I am looking for a module in sklearn that lets you derive the word-word co-occurrence matrix.
I can get the document-term matrix but not sure how to go about obtain
You can use the ngram_range parameter in the CountVectorizer or TfidfVectorizer
Code example:
bigram_vectorizer = CountVectorizer(ngram_range=(2, 2)) # by saying 2,2 you are telling you only want pairs of 2 words
In case you want to explicitly say which co-occurrences of words you want to count, use the vocabulary param, i.e: vocabulary = {'awesome unicorns':0, 'batman forever':1}
http://scikit-learn.org/stable/modules/generated/sklearn.feature_extraction.text.CountVectorizer.html
Self-explanatory and ready to use code with predefined word-word co-occurrences. In this case we are tracking for co-occurrences of awesome unicorns and batman forever:
from sklearn.feature_extraction.text import CountVectorizer
import numpy as np
samples = ['awesome unicorns are awesome','batman forever and ever','I love batman forever']
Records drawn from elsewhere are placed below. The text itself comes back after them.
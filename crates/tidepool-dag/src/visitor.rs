//! Deduplicated reachability traversal over the refs graph.
//!
//! [`Traversal`] visits every chunk reachable from a start hash exactly
//! once, in pre-order depth-first order with children taken in stored ref
//! order. The same core serves garbage collection marking, persistence,
//! chunk set-difference, and commit-chain walking; callers specialize it
//! through [`ChunkVisitor`] hooks.

use std::collections::HashSet;

use async_trait::async_trait;
use tidepool_types::Hash;

use crate::chunk::Chunk;
use crate::error::DagResult;
use crate::store::ChunkRead;

/// A hook's verdict on a visited chunk.
#[derive(Clone, Copy, Debug, PartialEq, Eq)]
pub enum Visit {
    /// Recurse into the chunk's refs.
    Descend,
    /// Do not recurse below this chunk.
    Skip,
}

/// Per-chunk hook invoked by [`Traversal`].
///
/// The default descends into every chunk; implementations override only
/// what they care about. Hook effects already emitted are not retracted if
/// the traversal later fails — callers needing atomicity buffer their
/// results and commit only on full success.
#[async_trait]
pub trait ChunkVisitor: Send {
    async fn visit_chunk(&mut self, chunk: &Chunk) -> DagResult<Visit> {
        let _ = chunk;
        Ok(Visit::Descend)
    }
}

/// Hook that visits everything and collects nothing.
pub struct NoopVisitor;

#[async_trait]
impl ChunkVisitor for NoopVisitor {}

/// Dedup pre-order traversal state.
///
/// The visited set is checked before descending into any hash and updated
/// together with the decision to visit, so a node with in-degree greater
/// than one fires its hook exactly once, and a graph that is accidentally
/// cyclic terminates rather than recursing forever (cycles are a store
/// invariant violation the traversal is not required to diagnose). The set
/// lives in this struct, so suspending mid-traversal on chunk I/O loses
/// nothing. Reusing one `Traversal` across several `visit` calls
/// accumulates a single visited set, which is how multi-head marking and
/// set-difference passes share work.
#[derive(Debug, Default)]
pub struct Traversal {
    seen: HashSet<Hash>,
}

impl Traversal {
    /// Create a traversal with an empty visited set.
    pub fn new() -> Self {
        Self::default()
    }

    /// Hashes visited so far.
    pub fn visited(&self) -> &HashSet<Hash> {
        &self.seen
    }

    /// Consume the traversal, yielding its visited set.
    pub fn into_visited(self) -> HashSet<Hash> {
        self.seen
    }

    /// Visit every chunk reachable from `start` exactly once.
    ///
    /// Every hash is resolved through [`ChunkRead::must_get_chunk`]: a
    /// dangling ref aborts the whole traversal with
    /// [`crate::DagError::NotFound`] rather than being silently skipped.
    pub async fn visit<R, V>(&mut self, read: &R, start: Hash, visitor: &mut V) -> DagResult<()>
    where
        R: ChunkRead + ?Sized,
        V: ChunkVisitor + ?Sized,
    {
        let mut stack = vec![start];
        while let Some(hash) = stack.pop() {
            if !self.seen.insert(hash) {
                continue;
            }
            let chunk = read.must_get_chunk(&hash).await?;
            match visitor.visit_chunk(&chunk).await? {
                Visit::Skip => continue,
                Visit::Descend => {
                    // Reverse push keeps pop order equal to stored ref order.
                    for r in chunk.refs().iter().rev() {
                        stack.push(*r);
                    }
                }
            }
        }
        Ok(())
    }
}

/// The set of hashes reachable from `start`.
pub async fn reachable_hashes<R: ChunkRead + ?Sized>(
    read: &R,
    start: Hash,
) -> DagResult<HashSet<Hash>> {
    let mut traversal = Traversal::new();
    traversal.visit(read, start, &mut NoopVisitor).await?;
    Ok(traversal.into_visited())
}
//! Sigil cryptographic state
//!
//! The objects the protocol store persists and hands back to callers: key
//! pairs, pairwise session records, group sender key records, and the
//! conversion of legacy session records. Pure functions with deterministic
//! outputs; callers provide random bytes.
//!
//! # Key Lifecycle
//!
//! ```text
//! Handshake secret
//!        │
//!        ▼
//! HKDF → root key, sending chain, receiving chain
//!        │
//!        ▼
//! Chain step (HMAC) → Message keys
//! ```
//!
//! Chain keys are overwritten on every step and message keys are zeroized on
//! drop, so compromise of current state does not expose past message keys.
//!
//! Archiving a [`SessionRecord`] moves its current state into a bounded
//! history: no new messages are encrypted with it, but messages already in
//! flight still decrypt.

#![forbid(unsafe_code)]
#![deny(missing_docs)]

mod chain;
mod error;
mod keys;
pub mod legacy;
mod sender_key;
mod session;

pub use chain::{ChainKey, MessageKey};
pub use error::CryptoError;
pub use keys::{KeyPair, PRIVATE_KEY_LEN, PUBLIC_KEY_LEN, PublicKey, SIGNATURE_LEN};
pub use legacy::{LocalUserData, migrate_legacy_session};
pub use sender_key::{MAX_SENDER_KEY_STATES, SenderKeyRecord, SenderKeyState};
pub use session::{
    MAX_ARCHIVED_STATES, SESSION_PROTOCOL_VERSION, SessionParams, SessionRecord, SessionState,
};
bigram_vectorizer = CountVectorizer(ngram_range=(1, 2), vocabulary = {'awesome unicorns':0, 'batman forever':1})
co_occurrences = bigram_vectorizer.fit_transform(samples)
print 'Printing sparse matrix:', co_occurrences
print 'Printing dense matrix (cols are vocabulary keys 0-> "awesome unicorns", 1-> "batman forever")', co_occurrences.todense()
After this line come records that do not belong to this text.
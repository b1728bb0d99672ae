//! Per-peer job queues as seen through the store.
//!
//! Runs on paused tokio time, so sleeps inside jobs cost nothing and the job
//! timeout fires deterministically.

use std::{
    sync::{Arc, Mutex},
    time::Duration,
};

use sigil_core::{GLOBAL_ZONE, MemoryStorage, StoreConfig, StoreError};
use sigil_harness::{
    SimEnv, bootstrap_store, bootstrap_store_with,
    fixtures::{identity_key, open_session, peer, session_address},
};
use tokio::sync::Notify;

#[tokio::test(start_paused = true)]
async fn jobs_for_one_device_run_in_submission_order() {
    let store = Arc::new(bootstrap_store(1));
    let alice = session_address("alice", 1);
    let order = Arc::new(Mutex::new(Vec::new()));

    let mut tasks = Vec::new();
    for index in 0..5u64 {
        let (store, alice, order) = (store.clone(), alice.clone(), order.clone());
        tasks.push(tokio::spawn(async move {
            store
                .enqueue_session_job(&alice, &GLOBAL_ZONE, || async {
                    // Earlier jobs sleep longer; order must still hold.
                    tokio::time::sleep(Duration::from_millis(50 - index * 10)).await;
                    order.lock().unwrap().push(index);
                    Ok(())
                })
                .await
        }));
        tokio::task::yield_now().await;
    }

    for task in tasks {
        task.await.unwrap().unwrap();
    }
    assert_eq!(*order.lock().unwrap(), vec![0, 1, 2, 3, 4]);
}

#[tokio::test(start_paused = true)]
async fn different_devices_run_concurrently() {
    let store = Arc::new(bootstrap_store(2));
    let first_running = Arc::new(Notify::new());

    let waiter = tokio::spawn({
        let store = store.clone();
        let first_running = first_running.clone();
        async move {
            store
                .enqueue_session_job(&session_address("alice", 1), &GLOBAL_ZONE, || async {
                    first_running.notified().await;
                    Ok(())
                })
                .await
        }
    });
    tokio::task::yield_now().await;

    store
        .enqueue_session_job(&session_address("alice", 2), &GLOBAL_ZONE, || async {
            first_running.notify_one();
            Ok(())
        })
        .await
        .unwrap();

    tokio::time::timeout(Duration::from_secs(5), waiter).await.unwrap().unwrap().unwrap();
}

#[tokio::test(start_paused = true)]
async fn slow_job_times_out_and_releases_the_device() {
    let config = StoreConfig { job_timeout: Duration::from_secs(60), ..StoreConfig::default() };
    let store = bootstrap_store_with(SimEnv::with_seed(3), MemoryStorage::new(), config);
    let alice = session_address("alice", 1);

    let result = store
        .enqueue_session_job(&alice, &GLOBAL_ZONE, || async {
            tokio::time::sleep(Duration::from_secs(61)).await;
            Ok(())
        })
        .await;

    match result {
        Err(StoreError::Timeout { queue, after }) => {
            assert_eq!(queue, alice.to_string());
            assert_eq!(after, Duration::from_secs(60));
        },
        other => panic!("expected timeout, got {other:?}"),
    }
    assert_eq!(store.zone_depth(), 0);

    let value = store.enqueue_session_job(&alice, &GLOBAL_ZONE, || async { Ok(7) }).await;
    assert_eq!(value.unwrap(), 7);
}

#[tokio::test]
async fn nested_job_for_same_device_runs_inline() {
    let store = bootstrap_store(4);
    let alice = session_address("alice", 1);

    let stored = tokio::time::timeout(
        Duration::from_secs(5),
        store.enqueue_session_job(&alice, &GLOBAL_ZONE, || async {
            store.store_session(&alice, open_session(&identity_key(2), 3), &GLOBAL_ZONE).await?;
            // Same device as the running job.
            store.archive_session(&alice, &GLOBAL_ZONE).await?;
            store.load_session(&alice, &GLOBAL_ZONE).await
        }),
    )
    .await
    .unwrap()
    .unwrap();

    assert!(stored.is_some_and(|record| !record.has_current_state()));
}

#[tokio::test(start_paused = true)]
async fn sibling_archives_from_two_device_jobs_both_finish() {
    let config = StoreConfig { job_timeout: Duration::from_secs(1), ..StoreConfig::default() };
    let store = bootstrap_store_with(SimEnv::with_seed(6), MemoryStorage::new(), config);
    for device in 1..=3 {
        let record = open_session(&identity_key(2), device);
        store.store_session(&session_address("alice", device), record, &GLOBAL_ZONE).await.unwrap();
    }

    let archive_siblings = |device: u32| {
        let store = &store;
        async move {
            store
                .enqueue_session_job(&session_address("alice", device), &GLOBAL_ZONE, || async {
                    // Both jobs hold their own device before reaching for the other's.
                    tokio::time::sleep(Duration::from_millis(50)).await;
                    store.archive_sibling_sessions(&peer("alice", device), &GLOBAL_ZONE).await
                })
                .await
        }
    };
    let (first, second) = tokio::join!(archive_siblings(1), archive_siblings(2));

    first.unwrap();
    second.unwrap();
    for device in 1..=3 {
        let record = store
            .load_session(&session_address("alice", device), &GLOBAL_ZONE)
            .await
            .unwrap()
            .unwrap();
        assert!(!record.has_current_state(), "alice.{device} archived");
    }
}

#[tokio::test(start_paused = true)]
async fn sender_key_jobs_are_serialized_per_key() {
    let store = Arc::new(bootstrap_store(5));
    let running = Arc::new(Mutex::new(0usize));
    let peak = Arc::new(Mutex::new(0usize));

    let tasks: Vec<_> = (0..4)
        .map(|_| {
            let (store, running, peak) = (store.clone(), running.clone(), peak.clone());
            tokio::spawn(async move {
                store
                    .enqueue_sender_key_job("alice.1::dist", &GLOBAL_ZONE, || async {
                        {
                            let mut now = running.lock().unwrap();
                            *now += 1;
                            let mut max = peak.lock().unwrap();
                            *max = (*max).max(*now);
                        }
                        tokio::time::sleep(Duration::from_millis(10)).await;
                        *running.lock().unwrap() -= 1;
                        Ok(())
                    })
                    .await
            })
        })
        .collect();

    for task in tasks {
        task.await.unwrap().unwrap();
    }
    assert_eq!(*peak.lock().unwrap(), 1);
}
sum_occ = np.sum(co_occurrences.todense(),axis=0)
print 'Sum of word-word occurrences:', sum_occ
print 'Pretty printig of co_occurrences count:', zip(bigram_vectorizer.get_feature_names(),np.array(sum_occ)[0].tolist())
Final output is ('awesome unicorns', 1), ('batman forever', 2), which corresponds exactly to our samples provided data.